Carlota proseguiu soluçando no seio do amante palavras inarticuladas, ás quaes responderam por fim as lagrimas copiosas de Mendonça, as primeiras que elle chorava doces e suavissimas, quaes se o Senhor lh'as désse como prelibação aprazivel das alegrias que sua alma teria em galardão do sacrificio.
Era já quasi dia claro, quando a freira benedictina, encostada ao braço de Mendonça, foi sentar-se no degrau da porta por onde uma hora antes saíra com a resolução de não mais entrar. Ahi, d'esse abraço derradeiro que se deram silenciosos, arquejantes, convulsivos, não saberemos dizer qual fosse a infinita angustia.
É certo que Francisco Salter, ao desapertal-a dos braços estremecidos em que ella proferia n'um gemido o ultimo adeus, cruzou os braços e disse:
—Vae, Carlota, que eu não posso disputar-te a Deus. Vae, filha da minha alma, que eu alimentei com lagrimas, que eu mereci a preço dos tormentos que nenhum homem supportou, para finalmente te ceder a um phantasma que me diz que não pódes ser minha. Recorda-te... olha para mim, Carlota, e assombra-te da grandeza da minha angustia e da minha paciencia. O homem que tanto padeceu para merecer-te, vae, sem ti, procurar a morte do corpo onde Deus quer que ella o espere depois da morte da alma, do assassinio lento de um coração que se teria salvado se ha tres annos te arrancasse aos braços de teu pae. Fui demasiadamente honrado para este mundo e para esta sociedade. Não quiz respirar este ar corrompido em que vivem os felizes... devia morrer. Por fim, devias ser tu a que me apontasses o teu remorso como estorvo a pertenceres-me. Fica, minha amiga, com a tranquillidade do teu espirito. Por ti soffri muito; mas não era o teu soffrimento o premio que eu vinha pedir-te agora. Quiz dar-te a felicidade, e cuidei que t'a dava. Quiz levar-te commigo aos pés do representante do Eterno na terra, para lhe supplicarmos que houvesse de Deus perdão para ti, que não poderas ser o que a desgraça te aconselhara que fosses. Diz-te o coração que o teu crime não póde ter reparação: é Deus que t'o segreda, Carlota, e eu não ouso argumentar contra as inspirações que te baixam do céo. Vae, pois, esposa de Christo, vae para o teu santuario, e chora-me ahi, chora-me emquanto eu viver; depois, ora por mim, porque a minha alma só as tuas orações podem purifical-a, e erguel-a á presença do divino Juiz. Adeus, Carlota.

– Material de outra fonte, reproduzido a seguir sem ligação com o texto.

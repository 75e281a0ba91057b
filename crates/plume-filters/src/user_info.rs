//! Inlet filter: personalize the system prompt with user profile details.

use chrono::{DateTime, NaiveDate, Utc};
use chrono_tz::Tz;
use plume_host::{ChatBody, UserRecord};
use serde::Deserialize;

/// Filter-level settings, shared across users.
#[derive(Debug, Clone, Default, Deserialize)]
#[serde(default)]
pub struct UserInfoFilterSettings {
    /// Extra tracing detail.
    pub debug: bool,
}

/// Per-user profile settings surfaced to the host's settings UI.
#[derive(Debug, Clone, Default, Deserialize)]
#[serde(default)]
pub struct UserProfileSettings {
    /// Birth date as "DD/MM/YYYY", "YYYY-MM-DD", "DD-MM-YYYY" or "DD.MM.YYYY".
    pub birth_date: Option<String>,

    /// Comma-separated list of liked things.
    pub likes: Option<String>,

    /// Comma-separated list of disliked things.
    pub dislikes: Option<String>,

    pub favorite_color: Option<String>,

    /// How the user relates to the assistant (e.g. "developer", "captain").
    pub status: Option<String>,

    /// Comma-separated nicknames the assistant may use.
    pub nicknames: Option<String>,

    pub gender: Option<String>,

    pub pronouns: Option<String>,

    /// Free-form extra notes.
    pub notes: Option<String>,

    /// IANA timezone used to stamp the current date and time.
    pub timezone: Option<String>,
}

/// Normalize a birth date across the accepted formats to "DD/MM/YYYY".
fn format_birth_date(raw: &str) -> Option<String> {
    for format in ["%d/%m/%Y", "%Y-%m-%d", "%d-%m-%Y", "%d.%m.%Y"] {
        if let Ok(date) = NaiveDate::parse_from_str(raw.trim(), format) {
            return Some(date.format("%d/%m/%Y").to_string());
        }
    }
    None
}

fn split_list(raw: &str) -> Vec<String> {
    raw.split(',')
        .map(|item| item.trim().to_string())
        .filter(|item| !item.is_empty())
        .collect()
}

/// Current date-time in the configured timezone, UTC when the identifier is
/// absent or unknown.
fn stamp_datetime(now: DateTime<Utc>, timezone: Option<&str>) -> String {
    match timezone.and_then(|tz| tz.parse::<Tz>().ok()) {
        Some(tz) => now.with_timezone(&tz).format("%d/%m/%Y %H:%M (%Z)").to_string(),
        None => now.format("%d/%m/%Y %H:%M (UTC)").to_string(),
    }
}

/// The user-info inlet filter.
#[derive(Debug, Clone, Default)]
pub struct UserInfoFilter {
    settings: UserInfoFilterSettings,
}

impl UserInfoFilter {
    pub fn new(settings: UserInfoFilterSettings) -> Self {
        Self { settings }
    }

    /// Inlet entry point.
    ///
    /// Builds a system message from the user record and profile settings and
    /// prepends it to the conversation. Never fails the request.
    pub fn inlet(&self, mut body: ChatBody, user: Option<&UserRecord>, now: DateTime<Utc>) -> ChatBody {
        let profile: UserProfileSettings =
            user.map(UserRecord::settings_or_default).unwrap_or_default();

        let mut lines = vec![
            "------ USER INFO ------".to_string(),
            "Known details about the user:".to_string(),
        ];
        if let Some(user) = user {
            if let Some(name) = &user.name {
                lines.push(format!("- Name: {}", name));
            }
            if let Some(email) = &user.email {
                lines.push(format!("- Email: {}", email));
            }
            if let Some(role) = &user.role {
                lines.push(format!("- Role: {}", role));
            }
        }
        if let Some(gender) = &profile.gender {
            lines.push(format!("- Gender: {}", gender));
        }
        if let Some(pronouns) = &profile.pronouns {
            lines.push(format!("- Pronouns: {}", pronouns));
        }
        if let Some(birth_date) = profile.birth_date.as_deref().and_then(format_birth_date) {
            lines.push(format!("- Birth date: {}", birth_date));
        }

        let mut preferences = Vec::new();
        if let Some(likes) = profile.likes.as_deref().map(split_list).filter(|l| !l.is_empty()) {
            preferences.push(format!("- Likes: {}", likes.join(", ")));
        }
        if let Some(dislikes) =
            profile.dislikes.as_deref().map(split_list).filter(|l| !l.is_empty())
        {
            preferences.push(format!("- Dislikes: {}", dislikes.join(", ")));
        }
        if let Some(color) = &profile.favorite_color {
            preferences.push(format!("- Favorite color: {}", color));
        }
        if !preferences.is_empty() {
            lines.push("Personal preferences:".to_string());
            lines.extend(preferences);
        }

        if let Some(status) = &profile.status {
            lines.push(format!("The user is, relative to you: {}", status));
        }
        if let Some(nicknames) =
            profile.nicknames.as_deref().map(split_list).filter(|l| !l.is_empty())
        {
            lines.push(format!(
                "Depending on context, you may call them: {}",
                nicknames.join(", ")
            ));
        }
        if let Some(notes) = &profile.notes {
            lines.push(format!("Additional notes from the user: {}", notes));
        }
        lines.push(format!(
            "Current date and time: {}",
            stamp_datetime(now, profile.timezone.as_deref())
        ));
        lines.push(
            "Use these details to personalize your answers and to answer questions \
             about the user or the current date and time directly."
                .to_string(),
        );

        let message = lines.join("\n");
        if self.settings.debug {
            tracing::debug!("system message:\n{}", message);
        }
        body.prepend_system_message(message);
        body
    }
}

A freira, do limiar da porta estendera ainda os braços para Mendonça, exclamando:
—Vem cá, Francisco, vem cá... escuta-me, por piedade!
—Carlota! Carlota!—disse uma voz, que os fizera estremecer a ambos.

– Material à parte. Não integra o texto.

//! Model-inference call owned by the host.

use std::future::Future;

use crate::error::CompletionError;
use crate::message::ChatMessage;

/// Host-side model call.
///
/// Pipes hand the host a list of role-tagged messages and a target model
/// identifier and get the generated text back. Extensions stay generic over
/// the backend so tests can substitute a scripted one.
pub trait CompletionBackend: Send + Sync {
    fn complete(
        &self,
        model: &str,
        messages: &[ChatMessage],
    ) -> impl Future<Output = Result<String, CompletionError>> + Send;
}
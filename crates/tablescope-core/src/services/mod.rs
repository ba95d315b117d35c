//! Services orchestrating reads, writes, and background store I/O.

pub mod jobs;
pub mod read;
pub mod write;

pub use jobs::{JobHandle, JobRunner};
pub use read::{ReadError, TableReadService};
pub use write::{BulkWriteOutcome, TableWriteService, WriteError};
//! Condition evaluation against in-memory items.
//!
//! Used for client-side filtering of an already-fetched result set, for
//! re-filtering scan results, and by scan backends that apply a condition
//! while iterating rows.

use tablescope_model::{AttributeValue, Item};

use super::compiler::{Condition, ConditionTest};

impl Condition {
    /// Test this condition against an item.
    ///
    /// A missing attribute never matches. `^=` matches only string
    /// attributes; a non-string attribute simply does not match (the
    /// compiler has already guaranteed the prefix itself is a string).
    #[must_use]
    pub fn matches(&self, item: &Item) -> bool {
        let Some(attr) = item.get(&self.name) else {
            return false;
        };
        match &self.test {
            ConditionTest::Equals(expected) => values_equal(attr, expected),
            ConditionTest::BeginsWith(prefix) => {
                attr.as_s().is_some_and(|s| s.starts_with(prefix.as_str()))
            }
        }
    }
}

/// Per-variant equality, numeric-aware for `N` values.
///
/// Numbers are carried as text, so `"1.0"` and `"1"` denote the same value;
/// when both sides parse they compare numerically, otherwise the exact text
/// is compared. Cross-variant comparison is never equal.
fn values_equal(a: &AttributeValue, b: &AttributeValue) -> bool {
    match (a, b) {
        (AttributeValue::N(na), AttributeValue::N(nb)) => {
            match (na.parse::<f64>(), nb.parse::<f64>()) {
                (Ok(fa), Ok(fb)) => (fa - fb).abs() < f64::EPSILON,
                _ => na == nb,
            }
        }
        _ => a == b,
    }
}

Era soror Rufina, que surgira no angulo do muro, entre as ameias que cercam o terraço por onde a freira conseguira evadir-se.

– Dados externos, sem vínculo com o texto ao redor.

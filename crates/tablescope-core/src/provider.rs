//! The store provider boundary.
//!
//! This trait is the only surface through which the core reaches the
//! physical store; any conforming backend can stand behind it — a network
//! client against a real wide-column store, or the in-memory implementation
//! in [`crate::memory`] used for tests and local work.

use std::collections::HashMap;

use async_trait::async_trait;
use tablescope_model::{AttributeValue, Item, TableInfo};

use crate::expression::Condition;

/// Errors surfaced by a store provider.
///
/// Provider failures are not retried automatically; retry-worthiness
/// depends on the underlying cause, so they are surfaced to the operator.
#[derive(Debug, Clone, PartialEq, Eq, thiserror::Error)]
pub enum ProviderError {
    /// The named table does not exist.
    #[error("table '{name}' not found")]
    TableNotFound {
        /// The requested table name.
        name: String,
    },
    /// The caller is not permitted to perform the operation.
    #[error("access denied: {message}")]
    AccessDenied {
        /// Detail from the store.
        message: String,
    },
    /// An item or key failed store-side validation.
    #[error("invalid item: {message}")]
    InvalidItem {
        /// Detail from the store.
        message: String,
    },
    /// A transport or I/O failure.
    #[error("store i/o error: {message}")]
    Io {
        /// Detail from the transport.
        message: String,
    },
}

/// Asynchronous access to the item store.
#[async_trait]
pub trait TableProvider: Send + Sync {
    /// List the names of all tables.
    async fn list_tables(&self) -> Result<Vec<String>, ProviderError>;

    /// Fetch a table's key schema and a best-effort sample of its attribute
    /// names.
    async fn describe_table(&self, name: &str) -> Result<TableInfo, ProviderError>;

    /// Scan items from a table, optionally applying a filter condition and
    /// an item cap.
    async fn scan_items(
        &self,
        name: &str,
        filter: Option<&Condition>,
        max_items: Option<usize>,
    ) -> Result<Vec<Item>, ProviderError>;

    /// Write a single item, replacing any existing item with the same key.
    async fn put_item(&self, name: &str, item: Item) -> Result<(), ProviderError>;

    /// Write a batch of items with fire-and-continue semantics: individual
    /// failures are logged and do not stop the remaining writes.
    async fn put_items(&self, name: &str, items: Vec<Item>) -> Result<(), ProviderError>;

    /// Delete the item addressed by the given key attributes.
    async fn delete_item(
        &self,
        name: &str,
        key: HashMap<String, AttributeValue>,
    ) -> Result<(), ProviderError>;
}
//! In-memory store provider.
//!
//! A conforming [`TableProvider`] backend used by tests and local work.
//! Tables are held in a [`DashMap`]; within a table, rows live in a
//! [`BTreeMap`] keyed by a sortable key wrapper so scans iterate in key
//! order (string keys by UTF-8 bytes, number keys numerically, binary keys
//! byte-by-byte; a sentinel stands in when the table has no sort key).
//!
//! Every write stamps the row with a wall-clock timestamp, which is what
//! makes the no-edit "touch" operation observable.

use std::cmp::Ordering;
use std::collections::{BTreeMap, BTreeSet, HashMap};

use async_trait::async_trait;
use chrono::{DateTime, Utc};
use dashmap::DashMap;
use parking_lot::RwLock;
use tracing::{debug, warn};

use tablescope_model::table::ordered_column_names;
use tablescope_model::{AttributeValue, Item, KeySchema, TableInfo};

use crate::expression::Condition;
use crate::provider::{ProviderError, TableProvider};

/// Upper bound on the number of rows sampled for attribute names during a
/// describe call.
const DESCRIBE_SAMPLE_SIZE: usize = 100;

// ---------------------------------------------------------------------------
// Sortable key values
// ---------------------------------------------------------------------------

/// A key-eligible attribute value wrapped for use as a `BTreeMap` key.
#[derive(Debug, Clone)]
enum KeyValue {
    S(String),
    N(String),
    B(bytes::Bytes),
    /// Stands in for the sort key when the table has none.
    Sentinel,
}

impl KeyValue {
    fn from_attribute(attr_name: &str, value: &AttributeValue) -> Result<Self, ProviderError> {
        match value {
            AttributeValue::S(s) => Ok(Self::S(s.clone())),
            AttributeValue::N(n) => Ok(Self::N(n.clone())),
            AttributeValue::B(b) => Ok(Self::B(b.clone())),
            other => Err(ProviderError::InvalidItem {
                message: format!(
                    "key attribute '{attr_name}' has type {}, expected S, N, or B",
                    other.type_descriptor()
                ),
            }),
        }
    }
}

/// Numbers that fail to parse sort to the end.
fn parse_number(s: &str) -> f64 {
    s.parse::<f64>().unwrap_or(f64::NAN)
}

impl PartialEq for KeyValue {
    fn eq(&self, other: &Self) -> bool {
        self.cmp(other) == Ordering::Equal
    }
}

impl Eq for KeyValue {}

impl PartialOrd for KeyValue {
    fn partial_cmp(&self, other: &Self) -> Option<Ordering> {
        Some(self.cmp(other))
    }
}

impl Ord for KeyValue {
    fn cmp(&self, other: &Self) -> Ordering {
        match (self, other) {
            (Self::S(a), Self::S(b)) => a.as_bytes().cmp(b.as_bytes()),
            (Self::N(a), Self::N(b)) => {
                let fa = parse_number(a);
                let fb = parse_number(b);
                fa.partial_cmp(&fb).unwrap_or(Ordering::Equal)
            }
            (Self::B(a), Self::B(b)) => a.as_ref().cmp(b.as_ref()),
            (Self::Sentinel, Self::Sentinel) => Ordering::Equal,
            // Mixed variants should not appear within one table, but the
            // ordering must still be total.
            (Self::S(_), _) => Ordering::Less,
            (_, Self::S(_)) => Ordering::Greater,
            (Self::N(_), _) => Ordering::Less,
            (_, Self::N(_)) => Ordering::Greater,
            (Self::B(_), _) => Ordering::Less,
            (_, Self::B(_)) => Ordering::Greater,
        }
    }
}

/// The primary key of a stored row.
#[derive(Debug, Clone, PartialEq, Eq, PartialOrd, Ord)]
struct RowKey {
    partition: KeyValue,
    sort: KeyValue,
}

impl RowKey {
    fn from_attributes(
        keys: &KeySchema,
        attributes: &HashMap<String, AttributeValue>,
    ) -> Result<Self, ProviderError> {
        let partition = attributes
            .get(&keys.partition_key)
            .ok_or_else(|| ProviderError::InvalidItem {
                message: format!("missing key attribute '{}'", keys.partition_key),
            })
            .and_then(|v| KeyValue::from_attribute(&keys.partition_key, v))?;

        let sort = match &keys.sort_key {
            Some(sort_key) => attributes
                .get(sort_key)
                .ok_or_else(|| ProviderError::InvalidItem {
                    message: format!("missing key attribute '{sort_key}'"),
                })
                .and_then(|v| KeyValue::from_attribute(sort_key, v))?,
            None => KeyValue::Sentinel,
        };

        Ok(Self { partition, sort })
    }
}

// ---------------------------------------------------------------------------
// Tables
// ---------------------------------------------------------------------------

#[derive(Debug, Clone)]
struct StoredRow {
    item: Item,
    written_at: DateTime<Utc>,
}

#[derive(Debug)]
struct MemoryTable {
    keys: KeySchema,
    rows: RwLock<BTreeMap<RowKey, StoredRow>>,
}

/// In-memory [`TableProvider`] implementation.
#[derive(Debug, Default)]
pub struct MemoryProvider {
    tables: DashMap<String, MemoryTable>,
}

impl MemoryProvider {
    /// Creates an empty provider with no tables.
    #[must_use]
    pub fn new() -> Self {
        Self::default()
    }

    /// Creates a table with the given key schema. Replaces any existing
    /// table of the same name.
    pub fn create_table(&self, name: impl Into<String>, keys: KeySchema) {
        let name = name.into();
        debug!(table = %name, "creating table");
        self.tables.insert(
            name,
            MemoryTable {
                keys,
                rows: RwLock::new(BTreeMap::new()),
            },
        );
    }

    /// The timestamp of the last write to the row addressed by `key`, if
    /// the table and row exist.
    #[must_use]
    pub fn last_written_at(
        &self,
        name: &str,
        key: &HashMap<String, AttributeValue>,
    ) -> Option<DateTime<Utc>> {
        let table = self.tables.get(name)?;
        let row_key = RowKey::from_attributes(&table.keys, key).ok()?;
        let rows = table.rows.read();
        rows.get(&row_key).map(|row| row.written_at)
    }

    fn with_table<T>(
        &self,
        name: &str,
        f: impl FnOnce(&MemoryTable) -> Result<T, ProviderError>,
    ) -> Result<T, ProviderError> {
        let table = self
            .tables
            .get(name)
            .ok_or_else(|| ProviderError::TableNotFound {
                name: name.to_owned(),
            })?;
        f(&table)
    }
}

#[async_trait]
impl TableProvider for MemoryProvider {
    async fn list_tables(&self) -> Result<Vec<String>, ProviderError> {
        let mut names: Vec<String> = self.tables.iter().map(|e| e.key().clone()).collect();
        names.sort();
        Ok(names)
    }

    async fn describe_table(&self, name: &str) -> Result<TableInfo, ProviderError> {
        self.with_table(name, |table| {
            let rows = table.rows.read();
            let names: BTreeSet<String> = rows
                .values()
                .take(DESCRIBE_SAMPLE_SIZE)
                .flat_map(|row| row.item.keys().cloned())
                .collect();
            Ok(TableInfo {
                name: name.to_owned(),
                keys: table.keys.clone(),
                defined_attributes: ordered_column_names(&table.keys, names),
            })
        })
    }

    async fn scan_items(
        &self,
        name: &str,
        filter: Option<&Condition>,
        max_items: Option<usize>,
    ) -> Result<Vec<Item>, ProviderError> {
        self.with_table(name, |table| {
            let rows = table.rows.read();
            let cap = max_items.unwrap_or(usize::MAX);
            let items: Vec<Item> = rows
                .values()
                .filter(|row| filter.is_none_or(|cond| cond.matches(&row.item)))
                .take(cap)
                .map(|row| row.item.clone())
                .collect();
            debug!(table = %name, count = items.len(), "scanned items");
            Ok(items)
        })
    }

    async fn put_item(&self, name: &str, item: Item) -> Result<(), ProviderError> {
        self.with_table(name, |table| {
            let key = RowKey::from_attributes(&table.keys, &item)?;
            table.rows.write().insert(
                key,
                StoredRow {
                    item,
                    written_at: Utc::now(),
                },
            );
            Ok(())
        })
    }

    async fn put_items(&self, name: &str, items: Vec<Item>) -> Result<(), ProviderError> {
        self.with_table(name, |table| {
            let mut rows = table.rows.write();
            for item in items {
                // Fire-and-continue: an item that fails key extraction is
                // logged and skipped, the rest of the batch still lands.
                match RowKey::from_attributes(&table.keys, &item) {
                    Ok(key) => {
                        rows.insert(
                            key,
                            StoredRow {
                                item,
                                written_at: Utc::now(),
                            },
                        );
                    }
                    Err(err) => {
                        warn!(table = %name, error = %err, "skipping item in bulk put");
                    }
                }
            }
            Ok(())
        })
    }

    async fn delete_item(
        &self,
        name: &str,
        key: HashMap<String, AttributeValue>,
    ) -> Result<(), ProviderError> {
        self.with_table(name, |table| {
            let row_key = RowKey::from_attributes(&table.keys, &key)?;
            table.rows.write().remove(&row_key);
            Ok(())
        })
    }
}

Francisco Salter de Mendonça, admiravel de dignidade, retrocedeu, aproximou-se de Rufina, baixou ligeiramente a cabeça, e tomando Carlota pela mão, disse:
—Deus sabe que ella é cada vez mais digna d'elle. Assista com piedade ás agonias d'este anjo. Sua sobrinha, senhora, veio aqui buscar coragem para a morte, e ensinar-me a morrer com honra. A vida honrada já ella m'a tinha ensinado: faltava-me a morte, que devia ser de desesperança impia, se esta santa me ensinasse o segredo de expirar abençoando a desgraça.
Foram as ultimas palavras de Salter, palavras que a joven freira já não ouvira, porque os braços de sua tia lhe estavam sendo amparo na perda dos sentidos.